● About this exercise: Write the records out again. Match them exactly.
***** Input *****
//! Store health reporting and memory-pressure handling.
//!
//! # Invariants
//! - Reporting never mutates stored data.
//! - The read probe goes through the same serialized worker as every other
//!   store operation.

use crate::clock::{Clock, SystemClock};
use crate::health::memory::MemoryProbe;
use crate::store::StoreHandle;
use log::{info, warn};
use serde::Serialize;
use std::fmt::{Display, Formatter};
use std::sync::Arc;

#[derive(Debug, Clone, Copy, PartialEq, Eq, Serialize)]
#[serde(rename_all = "snake_case")]
pub enum HealthClass {
    Healthy,
    /// Data exists on disk but this process cannot read it right now.
    Degraded,
    /// Nothing to read: the container or the data file is missing.
    Unavailable,
}

impl Display for HealthClass {
    fn fmt(&self, f: &mut Formatter<'_>) -> std::fmt::Result {
        let label = match self {
            Self::Healthy => "healthy",
            Self::Degraded => "degraded",
            Self::Unavailable => "unavailable",
        };
        f.write_str(label)
    }
}

#[derive(Debug, Clone, PartialEq, Eq, Serialize)]
pub struct HealthReport {
    pub is_available: bool,
    pub can_read_probe: bool,
    pub resident_memory_mb: Option<u64>,
    pub has_shared_data_file: bool,
    pub container_reachable: bool,
    pub last_error: Option<String>,
    pub timestamp_ms: i64,
}

impl HealthReport {
    pub fn classification(&self) -> HealthClass {
        if self.is_available && self.can_read_probe {
            HealthClass::Healthy
        } else if self.container_reachable && self.has_shared_data_file {
            HealthClass::Degraded
        } else {
            HealthClass::Unavailable
        }
    }
}

pub struct HealthMonitor {
    store: Arc<StoreHandle>,
    memory: Arc<dyn MemoryProbe>,
    clock: Arc<dyn Clock>,
}

impl HealthMonitor {
    pub fn new(store: Arc<StoreHandle>, memory: Arc<dyn MemoryProbe>) -> Self {
        Self {
            store,
            memory,
            clock: Arc::new(SystemClock),
        }
    }

    pub fn with_clock(mut self, clock: Arc<dyn Clock>) -> Self {
        self.clock = clock;
        self
    }

    pub async fn report(&self) -> HealthReport {
        let probe = self.store.probe().await;
        if let Err(err) = &probe {
            warn!(
                "event=health_probe module=health status=error error={}",
                err
            );
        }

        let container_dir = self.store.container_dir();
        let report = HealthReport {
            is_available: self.store.is_available(),
            can_read_probe: probe.is_ok(),
            resident_memory_mb: self.memory.resident_mb(),
            has_shared_data_file: self.store.db_path().is_file(),
            container_reachable: container_dir.is_dir(),
            last_error: self.store.last_error(),
            timestamp_ms: self.clock.now_ms(),
        };

        info!(
            "event=health_report module=health status={} available={} probe={} memory_mb={}",
            report.classification(),
            report.is_available,
            report.can_read_probe,
            report
                .resident_memory_mb
                .map_or_else(|| "unknown".to_string(), |mb| mb.to_string())
        );
        report
    }

    /// Drops in-process caches and reports the resulting state.
    pub async fn handle_memory_pressure(&self) -> HealthReport {
        let before_mb = self.memory.resident_mb();
        if let Err(err) = self.store.drop_caches().await {
            warn!(
                "event=memory_pressure module=health status=error error={}",
                err
            );
        }
        let report = self.report().await;
        info!(
            "event=memory_pressure module=health status=ok before_mb={:?} after_mb={:?}",
            before_mb, report.resident_memory_mb
        );
        report
    }
}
*****
● Solution for this task:
//! Store health reporting and memory-pressure handling.
//!
//! # Invariants
//! - Reporting never mutates stored data.
//! - The read probe goes through the same serialized worker as every other
//!   store operation.

use crate::clock::{Clock, SystemClock};
use crate::health::memory::MemoryProbe;
use crate::store::StoreHandle;
use log::{info, warn};
use serde::Serialize;
use std::fmt::{Display, Formatter};
use std::sync::Arc;

#[derive(Debug, Clone, Copy, PartialEq, Eq, Serialize)]
#[serde(rename_all = "snake_case")]
pub enum HealthClass {
    Healthy,
    /// Data exists on disk but this process cannot read it right now.
    Degraded,
    /// Nothing to read: the container or the data file is missing.
    Unavailable,
}

impl Display for HealthClass {
    fn fmt(&self, f: &mut Formatter<'_>) -> std::fmt::Result {
        let label = match self {
            Self::Healthy => "healthy",
            Self::Degraded => "degraded",
            Self::Unavailable => "unavailable",
        };
        f.write_str(label)
    }
}

#[derive(Debug, Clone, PartialEq, Eq, Serialize)]
pub struct HealthReport {
    pub is_available: bool,
    pub can_read_probe: bool,
    pub resident_memory_mb: Option<u64>,
    pub has_shared_data_file: bool,
    pub container_reachable: bool,
    pub last_error: Option<String>,
    pub timestamp_ms: i64,
}

impl HealthReport {
    pub fn classification(&self) -> HealthClass {
        if self.is_available && self.can_read_probe {
            HealthClass::Healthy
        } else if self.container_reachable && self.has_shared_data_file {
            HealthClass::Degraded
        } else {
            HealthClass::Unavailable
        }
    }
}

pub struct HealthMonitor {
    store: Arc<StoreHandle>,
    memory: Arc<dyn MemoryProbe>,
    clock: Arc<dyn Clock>,
}

impl HealthMonitor {
    pub fn new(store: Arc<StoreHandle>, memory: Arc<dyn MemoryProbe>) -> Self {
        Self {
            store,
            memory,
            clock: Arc::new(SystemClock),
        }
    }

    pub fn with_clock(mut self, clock: Arc<dyn Clock>) -> Self {
        self.clock = clock;
        self
    }

    pub async fn report(&self) -> HealthReport {
        let probe = self.store.probe().await;
        if let Err(err) = &probe {
            warn!(
                "event=health_probe module=health status=error error={}",
                err
            );
        }

        let container_dir = self.store.container_dir();
        let report = HealthReport {
            is_available: self.store.is_available(),
            can_read_probe: probe.is_ok(),
            resident_memory_mb: self.memory.resident_mb(),
            has_shared_data_file: self.store.db_path().is_file(),
            container_reachable: container_dir.is_dir(),
            last_error: self.store.last_error(),
            timestamp_ms: self.clock.now_ms(),
        };

        info!(
            "event=health_report module=health status={} available={} probe={} memory_mb={}",
            report.classification(),
            report.is_available,
            report.can_read_probe,
            report
                .resident_memory_mb
                .map_or_else(|| "unknown".to_string(), |mb| mb.to_string())
        );
        report
    }

    /// Drops in-process caches and reports the resulting state.
    pub async fn handle_memory_pressure(&self) -> HealthReport {
        let before_mb = self.memory.resident_mb();
        if let Err(err) = self.store.drop_caches().await {
            warn!(
                "event=memory_pressure module=health status=error error={}",
                err
            );
        }
        let report = self.report().await;
        info!(
            "event=memory_pressure module=health status=ok before_mb={:?} after_mb={:?}",
            before_mb, report.resident_memory_mb
        );
        report
    }
}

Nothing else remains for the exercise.